Collected data entries
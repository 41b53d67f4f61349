use once_cell::sync::Lazy;
use reqwest::{Client, StatusCode};
use serde::Deserialize;
use serde_json::{Value, json};
use std::net::TcpListener;
use std::process::{Child, Command, Stdio};
use std::sync::Arc;
use std::time::{Duration, Instant};
use tokio::sync::Mutex;
use tokio::time::sleep;

#[derive(Debug, Deserialize)]
struct Expense {
    id: String,
    amount: f64,
}

#[derive(Debug, Deserialize)]
struct Link {
    id: String,
    pinned: bool,
}

struct TestServer {
    base_url: String,
    child: Child,
    _data_dir: tempfile::TempDir,
}

impl TestServer {
    fn url(&self, path: &str) -> String {
        format!("{}{path}", self.base_url)
    }
}

impl Drop for TestServer {
    fn drop(&mut self) {
        let _ = self.child.kill();
        let _ = self.child.wait();
    }
}

static TEST_LOCK: Lazy<Mutex<()>> = Lazy::new(|| Mutex::new(()));
static SERVER: Lazy<Mutex<Option<Arc<TestServer>>>> = Lazy::new(|| Mutex::new(None));

#[cfg(unix)]
mod cleanup {
    use std::sync::Mutex;
    use std::sync::Once;

    static REGISTER: Once = Once::new();
    static PIDS: Mutex<Vec<i32>> = Mutex::new(Vec::new());

    pub fn register(pid: u32) {
        if let Ok(mut pids) = PIDS.lock() {
            pids.push(pid as i32);
        }
        REGISTER.call_once(|| unsafe {
            libc::atexit(on_exit);
        });
    }

    extern "C" fn on_exit() {
        if let Ok(pids) = PIDS.lock() {
            for &pid in pids.iter() {
                unsafe {
                    libc::kill(pid, libc::SIGTERM);
                }
            }
        }
    }
}

fn pick_free_port() -> u16 {
    let listener = TcpListener::bind("127.0.0.1:0").expect("bind random port");
    let port = listener.local_addr().unwrap().port();
    drop(listener);
    port
}

async fn wait_until_ready(base_url: &str) {
    let client = Client::new();
    let deadline = Instant::now() + Duration::from_secs(5);
    loop {
        if let Ok(resp) = client.get(format!("{base_url}/login")).send().await {
            if resp.status().is_success() || resp.status().is_redirection() {
                return;
            }
        }
        if Instant::now() > deadline {
            panic!("server did not become ready");
        }
        sleep(Duration::from_millis(100)).await;
    }
}

async fn spawn_server() -> TestServer {
    let port = pick_free_port();
    let data_dir = tempfile::tempdir().expect("temp data dir");
    let child = Command::new(env!("CARGO_BIN_EXE_home_dashboard"))
        .env("PORT", port.to_string())
        .env("APP_DATA_DIR", data_dir.path())
        .env("WEATHER_API_URL", "http://127.0.0.1:9")
        .env("RUST_LOG", "info")
        .stdout(Stdio::inherit())
        .stderr(Stdio::inherit())
        .spawn()
        .expect("failed to spawn server");

    #[cfg(unix)]
    cleanup::register(child.id());

    let base_url = format!("http://127.0.0.1:{port}");
    wait_until_ready(&base_url).await;

    TestServer {
        base_url,
        child,
        _data_dir: data_dir,
    }
}

async fn shared_server() -> Arc<TestServer> {
    let mut guard = SERVER.lock().await;
    if let Some(server) = guard.as_ref() {
        return Arc::clone(server);
    }
    let server = Arc::new(spawn_server().await);
    sign_in(&Client::new(), &server).await;
    *guard = Some(Arc::clone(&server));
    server
}

async fn sign_in(client: &Client, server: &TestServer) {
    let response = client
        .post(server.url("/api/auth/signup"))
        .json(&json!({
            "name": "Tester",
            "email": "tester@example.com",
            "password": "hunter2",
            "confirmPassword": "hunter2"
        }))
        .send()
        .await
        .unwrap();
    assert_eq!(response.status(), StatusCode::CREATED);
}

async fn get_json(client: &Client, url: String) -> Value {
    client.get(url).send().await.unwrap().json().await.unwrap()
}

fn food_total(stats: &Value) -> f64 {
    stats["expenseCategories"]
        .as_array()
        .unwrap()
        .iter()
        .find(|total| total["category"] == "Food")
        .map(|total| total["amount"].as_f64().unwrap())
        .unwrap_or(0.0)
}

#[tokio::test]
async fn http_api_requires_login() {
    let server = spawn_server().await;
    let client = Client::builder()
        .redirect(reqwest::redirect::Policy::none())
        .build()
        .unwrap();

    let response = client.get(server.url("/api/stats")).send().await.unwrap();
    assert_eq!(response.status(), StatusCode::UNAUTHORIZED);

    let response = client.get(server.url("/")).send().await.unwrap();
    assert!(response.status().is_redirection());

    sign_in(&client, &server).await;
    let response = client.get(server.url("/api/stats")).send().await.unwrap();
    assert!(response.status().is_success());

    let response = client.post(server.url("/api/auth/logout")).send().await.unwrap();
    assert_eq!(response.status(), StatusCode::NO_CONTENT);
    let response = client.get(server.url("/api/links")).send().await.unwrap();
    assert_eq!(response.status(), StatusCode::UNAUTHORIZED);
}

#[tokio::test]
async fn http_duplicate_signup_is_rejected() {
    let _guard = TEST_LOCK.lock().await;
    let server = shared_server().await;
    let client = Client::new();

    let response = client
        .post(server.url("/api/auth/signup"))
        .json(&json!({
            "name": "Again",
            "email": "tester@example.com",
            "password": "pw",
            "confirmPassword": "pw"
        }))
        .send()
        .await
        .unwrap();
    assert_eq!(response.status(), StatusCode::CONFLICT);

    let me = get_json(&client, server.url("/api/auth/me")).await;
    assert_eq!(me["name"], "Tester");
}

#[tokio::test]
async fn http_expense_lifecycle_updates_stats() {
    let _guard = TEST_LOCK.lock().await;
    let server = shared_server().await;
    let client = Client::new();

    let before = get_json(&client, server.url("/api/stats")).await;

    let response = client
        .post(server.url("/api/expenses"))
        .json(&json!({
            "title": "Coffee",
            "amount": 4.5,
            "category": "Food",
            "paymentMode": "Cash",
            "date": "2024-03-01"
        }))
        .send()
        .await
        .unwrap();
    assert_eq!(response.status(), StatusCode::CREATED);
    let coffee: Expense = response.json().await.unwrap();
    assert_eq!(coffee.amount, 4.5);

    let after = get_json(&client, server.url("/api/stats")).await;
    assert!((food_total(&after) - food_total(&before) - 4.5).abs() < 1e-9);

    let response = client
        .put(server.url(&format!("/api/expenses/{}", coffee.id)))
        .json(&json!({
            "title": "Large coffee",
            "amount": 6.0,
            "category": "Food",
            "paymentMode": "Card",
            "date": "2024-03-01"
        }))
        .send()
        .await
        .unwrap();
    assert!(response.status().is_success());
    let edited: Expense = response.json().await.unwrap();
    assert_eq!(edited.id, coffee.id);

    let response = client
        .delete(server.url(&format!("/api/expenses/{}", coffee.id)))
        .send()
        .await
        .unwrap();
    assert_eq!(response.status(), StatusCode::BAD_REQUEST);

    let response = client
        .delete(server.url(&format!("/api/expenses/{}?confirm=true", coffee.id)))
        .send()
        .await
        .unwrap();
    assert!(response.status().is_success());

    let restored = get_json(&client, server.url("/api/stats")).await;
    assert!((food_total(&restored) - food_total(&before)).abs() < 1e-9);

    let response = client
        .delete(server.url(&format!("/api/expenses/{}?confirm=true", coffee.id)))
        .send()
        .await
        .unwrap();
    assert_eq!(response.status(), StatusCode::NOT_FOUND);
}

#[tokio::test]
async fn http_invalid_expense_is_rejected() {
    let _guard = TEST_LOCK.lock().await;
    let server = shared_server().await;
    let client = Client::new();

    let response = client
        .post(server.url("/api/expenses"))
        .json(&json!({ "title": "Nothing", "category": "Food" }))
        .send()
        .await
        .unwrap();
    assert_eq!(response.status(), StatusCode::BAD_REQUEST);
}

#[tokio::test]
async fn http_export_requires_expenses() {
    let server = spawn_server().await;
    let client = Client::new();
    sign_in(&client, &server).await;

    let response = client.get(server.url("/api/expenses/export")).send().await.unwrap();
    assert_eq!(response.status(), StatusCode::BAD_REQUEST);

    client
        .post(server.url("/api/expenses"))
        .json(&json!({
            "title": "Coffee",
            "amount": 4.5,
            "category": "Food",
            "paymentMode": "Cash",
            "date": "2024-03-01"
        }))
        .send()
        .await
        .unwrap();

    let response = client.get(server.url("/api/expenses/export")).send().await.unwrap();
    assert!(response.status().is_success());
    let content_type = response.headers()["content-type"].to_str().unwrap().to_string();
    assert!(content_type.starts_with("text/csv"));
    let body = response.text().await.unwrap();
    assert_eq!(
        body,
        "Date,Title,Amount,Category,Payment Mode\n3/1/2024,Coffee,4.5,Food,Cash\n,Total,4.5,,"
    );
}

#[tokio::test]
async fn http_reset_needs_confirmation() {
    let server = spawn_server().await;
    let client = Client::new();
    sign_in(&client, &server).await;

    client
        .post(server.url("/api/links"))
        .json(&json!({ "title": "Docs", "url": "docs.rs" }))
        .send()
        .await
        .unwrap();
    client
        .post(server.url("/api/expenses"))
        .json(&json!({
            "title": "Coffee",
            "amount": 4.5,
            "category": "Food",
            "paymentMode": "Cash",
            "date": "2024-03-01"
        }))
        .send()
        .await
        .unwrap();
    client
        .post(server.url("/api/incomes"))
        .json(&json!({
            "title": "Salary",
            "amount": 1000.0,
            "category": "Salary",
            "date": "2024-03-01"
        }))
        .send()
        .await
        .unwrap();

    for path in ["/api/links", "/api/expenses", "/api/incomes"] {
        let response = client.delete(server.url(path)).send().await.unwrap();
        assert_eq!(response.status(), StatusCode::BAD_REQUEST, "{path}");

        let response = client
            .delete(server.url(&format!("{path}?confirm=false")))
            .send()
            .await
            .unwrap();
        assert_eq!(response.status(), StatusCode::BAD_REQUEST, "{path}");

        let items = get_json(&client, server.url(path)).await;
        assert_eq!(items.as_array().unwrap().len(), 1, "{path}");
    }

    let response = client
        .delete(server.url("/api/incomes?confirm=true"))
        .send()
        .await
        .unwrap();
    assert_eq!(response.status(), StatusCode::NO_CONTENT);
    let incomes = get_json(&client, server.url("/api/incomes")).await;
    assert!(incomes.as_array().unwrap().is_empty());
    let expenses = get_json(&client, server.url("/api/expenses")).await;
    assert_eq!(expenses.as_array().unwrap().len(), 1);
}

#[tokio::test]
async fn http_pin_toggles_and_sorts_first() {
    let _guard = TEST_LOCK.lock().await;
    let server = shared_server().await;
    let client = Client::new();

    let mut ids = Vec::new();
    for title in ["first", "second"] {
        let link: Link = client
            .post(server.url("/api/links"))
            .json(&json!({ "title": title, "url": format!("{title}.example") }))
            .send()
            .await
            .unwrap()
            .json()
            .await
            .unwrap();
        ids.push(link.id);
    }

    let pinned: Link = client
        .post(server.url(&format!("/api/links/{}/pin", ids[0])))
        .send()
        .await
        .unwrap()
        .json()
        .await
        .unwrap();
    assert!(pinned.pinned);

    let links: Vec<Link> = client
        .get(server.url("/api/links"))
        .send()
        .await
        .unwrap()
        .json()
        .await
        .unwrap();
    assert_eq!(links[0].id, ids[0]);

    let unpinned: Link = client
        .post(server.url(&format!("/api/links/{}/pin", ids[0])))
        .send()
        .await
        .unwrap()
        .json()
        .await
        .unwrap();
    assert!(!unpinned.pinned);
}

#[tokio::test]
async fn http_theme_toggle_persists() {
    let _guard = TEST_LOCK.lock().await;
    let server = shared_server().await;
    let client = Client::new();

    let before = get_json(&client, server.url("/api/theme")).await;
    let toggled: Value = client
        .post(server.url("/api/theme/toggle"))
        .send()
        .await
        .unwrap()
        .json()
        .await
        .unwrap();
    assert_ne!(toggled["theme"], before["theme"]);

    let after = get_json(&client, server.url("/api/theme")).await;
    assert_eq!(after["theme"], toggled["theme"]);
}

▸ **WHAT IS EXPECTED**:
From the records above, transcribe without alteration every line from the one with "if let Ok(pids)" to the one with "async fn spawn_server()", inclusive.

▸ **OUTPUT OF THE EXERCISE**:
        if let Ok(pids) = PIDS.lock() {
            for &pid in pids.iter() {
                unsafe {
                    libc::kill(pid, libc::SIGTERM);
                }
            }
        }
    }
}

fn pick_free_port() -> u16 {
    let listener = TcpListener::bind("127.0.0.1:0").expect("bind random port");
    let port = listener.local_addr().unwrap().port();
    drop(listener);
    port
}

async fn wait_until_ready(base_url: &str) {
    let client = Client::new();
    let deadline = Instant::now() + Duration::from_secs(5);
    loop {
        if let Ok(resp) = client.get(format!("{base_url}/login")).send().await {
            if resp.status().is_success() || resp.status().is_redirection() {
                return;
            }
        }
        if Instant::now() > deadline {
            panic!("server did not become ready");
        }
        sleep(Duration::from_millis(100)).await;
    }
}

async fn spawn_server() -> TestServer {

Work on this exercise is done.